Closed sxu55 closed 6 years ago
It’s true that core is not optimised for performance, but neither will the bottleneck be where you think it should be based on ASIC timing considerations. In FPGA the BRAM will be reckoned to be relatively fast and the interconnection fabric is the slow part of the design. Consequently that simple diagram represents a model of what happens in the Chisel HDL and not the accurate behaviour. If you consult SiFive’s documentation for their Rocket based ASIC it achieves 1GHz I believe and this might be more to your liking.
Sent from my iPhone
On 13 Apr 2018, at 22:27, sxu55 notifications@github.com wrote:
From the diagram in http://www.lowrisc.org/docs/tagged-memory-v0.1/rocket-core/, it seems to me this pipeline might not hit a high frequency target. For example, the dmem.req.addr is directly wired from the output of the ALU and to DCache. In the DCache pipeline, the addr input is fed into a mux and then directly to SRAM (data/meta).
I thought generally in order to achieve high frequency (say, @ 1GHz), one need to squeeze a single cycle to hold address steady for reading the SRAM due to the physical constraints.

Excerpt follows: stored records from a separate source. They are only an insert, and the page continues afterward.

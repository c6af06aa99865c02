pub mod config;
pub mod dtos;
pub mod handlers;
pub mod models;
pub mod services;
pub mod startup;
pub mod tools;

pub use startup::{AppState, Application};
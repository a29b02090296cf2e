//! Session tokens: opaque handles binding requests to a lease.
//!
//! A token carries the lease's public ID, an absolute expiry, and a MAC
//! computed with the lease's own secret:
//!
//! ```text
//! mac = HMAC-SHA256(lease_secret, lease_id ‖ expires_at_ms)
//! ```
//!
//! The wire form is URL-safe base64 over the JSON serialization, so tokens
//! travel safely inside a path segment. Clients treat the value as opaque;
//! only the gateway ever verifies the MAC.
//!
//! Verification is constant-time, and the two failure modes (bad MAC,
//! embedded expiry passed) are distinguished internally but collapse into
//! a single client-visible error at the HTTP boundary.

use base64::Engine as _;
use base64::engine::general_purpose::URL_SAFE_NO_PAD;
use hmac::{Hmac, Mac};
use serde::{Deserialize, Serialize};
use sha2::Sha256;
use subtle::ConstantTimeEq;
use thiserror::Error;

use crate::lease::{LeaseSecret, PublicId};

type HmacSha256 = Hmac<Sha256>;

/// Errors raised while decoding or verifying a session token.
#[derive(Debug, Clone, PartialEq, Eq, Error)]
#[non_exhaustive]
pub enum TokenError {
    /// The raw bytes are not a well-formed token.
    #[error("malformed session token")]
    Malformed,

    /// The MAC does not verify under the looked-up secret, or no secret is
    /// known for the embedded lease ID.
    #[error("session token MAC mismatch")]
    InvalidMac,

    /// The token's embedded expiry has passed.
    #[error("session token expired at {expired_at_ms}")]
    Expired {
        /// The embedded expiry, milliseconds since the Unix epoch.
        expired_at_ms: u64,
    },
}

/// The decoded (not yet verified) contents of a session token.
#[derive(Debug, Clone, Serialize, Deserialize)]
#[serde(deny_unknown_fields)]
pub struct SessionToken {
    lease_id: PublicId,
    expires_at_ms: u64,
    mac: String,
}

impl SessionToken {
    /// The lease this token claims to belong to.
    ///
    /// Only trustworthy after [`SessionToken::verify`] succeeds; callers
    /// may use it beforehand to look up the candidate lease and its secret.
    #[must_use]
    pub fn lease_id(&self) -> &PublicId {
        &self.lease_id
    }

    /// The embedded absolute expiry in milliseconds since the Unix epoch.
    #[must_use]
    pub const fn expires_at_ms(&self) -> u64 {
        self.expires_at_ms
    }

    /// Decodes the wire form without verifying anything.
    ///
    /// # Errors
    ///
    /// Returns [`TokenError::Malformed`] if the bytes are not URL-safe
    /// base64 over the expected JSON document.
    pub fn decode(raw: &str) -> Result<Self, TokenError> {
        let json = URL_SAFE_NO_PAD
            .decode(raw.as_bytes())
            .map_err(|_| TokenError::Malformed)?;
        serde_json::from_slice(&json).map_err(|_| TokenError::Malformed)
    }

    /// Verifies the MAC in constant time, then the embedded expiry.
    ///
    /// # Errors
    ///
    /// Returns [`TokenError::InvalidMac`] on MAC mismatch and
    /// [`TokenError::Expired`] if the expiry has passed. The MAC is checked
    /// first so an attacker cannot probe expiry times with forged tokens.
    pub fn verify(&self, secret: &LeaseSecret, now_ms: u64) -> Result<(), TokenError> {
        let claimed = hex::decode(&self.mac).map_err(|_| TokenError::Malformed)?;
        let expected = compute_mac(&self.lease_id, self.expires_at_ms, secret);
        if !bool::from(expected.ct_eq(&claimed)) {
            return Err(TokenError::InvalidMac);
        }
        if now_ms >= self.expires_at_ms {
            return Err(TokenError::Expired {
                expired_at_ms: self.expires_at_ms,
            });
        }
        Ok(())
    }

    /// Encodes the wire form.
    #[must_use]
    pub fn encode(&self) -> String {
        let json = serde_json::to_vec(self).expect("token serialization cannot fail");
        URL_SAFE_NO_PAD.encode(json)
    }
}

/// The verified identity a token resolves to.
#[derive(Debug, Clone, PartialEq, Eq)]
pub struct ParsedToken {
    /// The lease's public ID.
    pub lease_id: PublicId,
    /// The embedded expiry.
    pub expires_at_ms: u64,
}

/// Mints a session token for a freshly granted lease.
#[must_use]
pub fn mint(lease_id: &PublicId, secret: &LeaseSecret, ttl_ms: u64, now_ms: u64) -> String {
    let expires_at_ms = now_ms.saturating_add(ttl_ms);
    let mac = compute_mac(lease_id, expires_at_ms, secret);
    SessionToken {
        lease_id: lease_id.clone(),
        expires_at_ms,
        mac: hex::encode(mac),
    }
    .encode()
}

/// Decodes and verifies a token in one step.
///
/// `lookup` maps the embedded lease ID to its signing secret; returning
/// `None` is reported as [`TokenError::InvalidMac`], indistinguishable from
/// a forged MAC.
///
/// # Errors
///
/// Returns the corresponding [`TokenError`] on any decode or verification
/// failure.
pub fn parse<F>(raw: &str, lookup: F, now_ms: u64) -> Result<ParsedToken, TokenError>
where
    F: FnOnce(&PublicId) -> Option<LeaseSecret>,
{
    let token = SessionToken::decode(raw)?;
    let secret = lookup(&token.lease_id).ok_or(TokenError::InvalidMac)?;
    token.verify(&secret, now_ms)?;
    Ok(ParsedToken {
        lease_id: token.lease_id,
        expires_at_ms: token.expires_at_ms,
    })
}

fn compute_mac(lease_id: &PublicId, expires_at_ms: u64, secret: &LeaseSecret) -> Vec<u8> {
    let mut mac = HmacSha256::new_from_slice(secret.as_bytes())
        .expect("HMAC accepts keys of any length");
    mac.update(lease_id.as_str().as_bytes());
    mac.update(&expires_at_ms.to_be_bytes());
    mac.finalize().into_bytes().to_vec()
}

#[cfg(test)]
mod tests {
    use super::*;

    fn fixtures() -> (PublicId, LeaseSecret) {
        (PublicId::generate(), LeaseSecret::generate())
    }

    #[test]
    fn mint_then_parse_round_trips() {
        let (id, secret) = fixtures();
        let raw = mint(&id, &secret, 60_000, 1_000);

        let parsed = parse(&raw, |claimed| {
            assert_eq!(claimed, &id);
            Some(secret.clone())
        }, 2_000)
        .unwrap();
        assert_eq!(parsed.lease_id, id);
        assert_eq!(parsed.expires_at_ms, 61_000);
    }

    #[test]
    fn expired_token_is_rejected() {
        let (id, secret) = fixtures();
        let raw = mint(&id, &secret, 1_000, 0);
        let err = parse(&raw, |_| Some(secret.clone()), 1_000).unwrap_err();
        assert_eq!(
            err,
            TokenError::Expired {
                expired_at_ms: 1_000
            }
        );
    }

    #[test]
    fn wrong_secret_is_a_mac_mismatch() {
        let (id, secret) = fixtures();
        let raw = mint(&id, &secret, 60_000, 0);
        let other = LeaseSecret::generate();
        let err = parse(&raw, |_| Some(other), 1).unwrap_err();
        assert_eq!(err, TokenError::InvalidMac);
    }

    #[test]
    fn unknown_lease_is_indistinguishable_from_bad_mac() {
        let (id, secret) = fixtures();
        let raw = mint(&id, &secret, 60_000, 0);
        let err = parse(&raw, |_| None, 1).unwrap_err();
        assert_eq!(err, TokenError::InvalidMac);
    }

    #[test]
    fn any_flipped_byte_invalidates_the_token() {
        let (id, secret) = fixtures();
        let raw = mint(&id, &secret, 60_000, 0);
        let json = URL_SAFE_NO_PAD.decode(raw.as_bytes()).unwrap();

        for i in 0..json.len() {
            let mut tampered = json.clone();
            // Stay within the hex/ASCII alphabet so some mutations still
            // decode; those must fail the MAC instead.
            tampered[i] = if tampered[i] == b'a' { b'b' } else { b'a' };
            let reencoded = URL_SAFE_NO_PAD.encode(&tampered);
            let result = parse(&reencoded, |_| Some(secret.clone()), 1);
            assert!(
                result.is_err(),
                "tampering byte {i} should not yield a valid token"
            );
        }
    }

    #[test]
    fn garbage_input_is_malformed() {
        assert_eq!(
            SessionToken::decode("not base64 !!!").unwrap_err(),
            TokenError::Malformed
        );
        let not_json = URL_SAFE_NO_PAD.encode(b"plain text");
        assert_eq!(
            SessionToken::decode(&not_json).unwrap_err(),
            TokenError::Malformed
        );
    }

    #[test]
    fn mac_check_precedes_expiry_check() {
        let (id, secret) = fixtures();
        let raw = mint(&id, &secret, 1_000, 0);
        let other = LeaseSecret::generate();
        // Token is both expired and wrongly signed; MAC failure wins.
        let err = parse(&raw, |_| Some(other), 5_000).unwrap_err();
        assert_eq!(err, TokenError::InvalidMac);
    }
}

If the meta and data have input addr flopped and then output the read result using some combination logic, the output path that is going through the associative search and reach s2 flops will create a timing problem. On the other hand, if the meta and data have output data flopped, then the addr hold time before the clk edge might not be long enough with such long combinational chain before the SRAM.
Though the DCache diagram depicts the meta and data as a "flop", I assume it is just to demonstrate the timing behavior will be the same as other flops between stage 1 and 2, while essentially they are still standard SRAM or blockRAM. Please correct me if my understanding of the pipeline is wrong, thanks.
— You are receiving this because you are subscribed to this thread. Reply to this email directly, view it on GitHub, or mute the thread.
Thanks for the clarification. This makes me wondering if there are fundamental pipeline differences in ASIC version of rocket and lowrisc's version targeting for FPGA. From the code in Freechipsproject, I didn't see much change in the part I mentioned. Perhaps I missed something?
I did not say that we changed it. I said that the Rocket design was used by SiFive and is capable of >1GHz on ASIC, so your assertion that the architecture is wrong for 1GHz operation must be flawed when using ASIC timings. On FPGA it only runs at 25MHz, so BRAM timing is not critical path, interconnect delay is, which is only tangentially connected to the block architecture.
Sent from my iPhone
On 14 Apr 2018, at 20:58, sxu55 notifications@github.com wrote:
Thanks for the clarification. This makes me wondering if there are fundamental pipeline differences in ASIC version of rocket and lowrisc's version targeting for FPGA. From the code in Freechipsproject, I didn't see much change in the part I mentioned. Perhaps I missed something?
— You are receiving this because you commented. Reply to this email directly, view it on GitHub, or mute the thread.
Thanks a lot for your response. Will take a closer look at SRAM timing.
From the diagram in http://www.lowrisc.org/docs/tagged-memory-v0.1/rocket-core/, it seems to me this pipeline might not hit a high frequency target. For example, the dmem.req.addr is directly wired from the output of the ALU and to DCache. In the DCache pipeline, the addr input is fed into a mux and then directly to SRAM (data/meta).
I thought generally in order to achieve high frequency (say, @ 1GHz), one need to squeeze a single cycle to hold address steady for reading the SRAM due to the physical constraints. If the meta and data have input addr flopped and then output the read result using some combination logic, the output path that is going through the associative search and reach s2 flops will create a timing problem. On the other hand, if the meta and data have output data flopped, then the addr hold time before the clk edge might not be long enough with such long combinational chain before the SRAM.
Though the DCache diagram depicts the meta and data as a "flop", I assume it is just to demonstrate the timing behavior will be the same as other flops between stage 1 and 2, while essentially they are still standard SRAM or blockRAM and require a full cycle dedicated for read/write without other combinational logic. Please correct me if my understanding of the pipeline is wrong, thanks.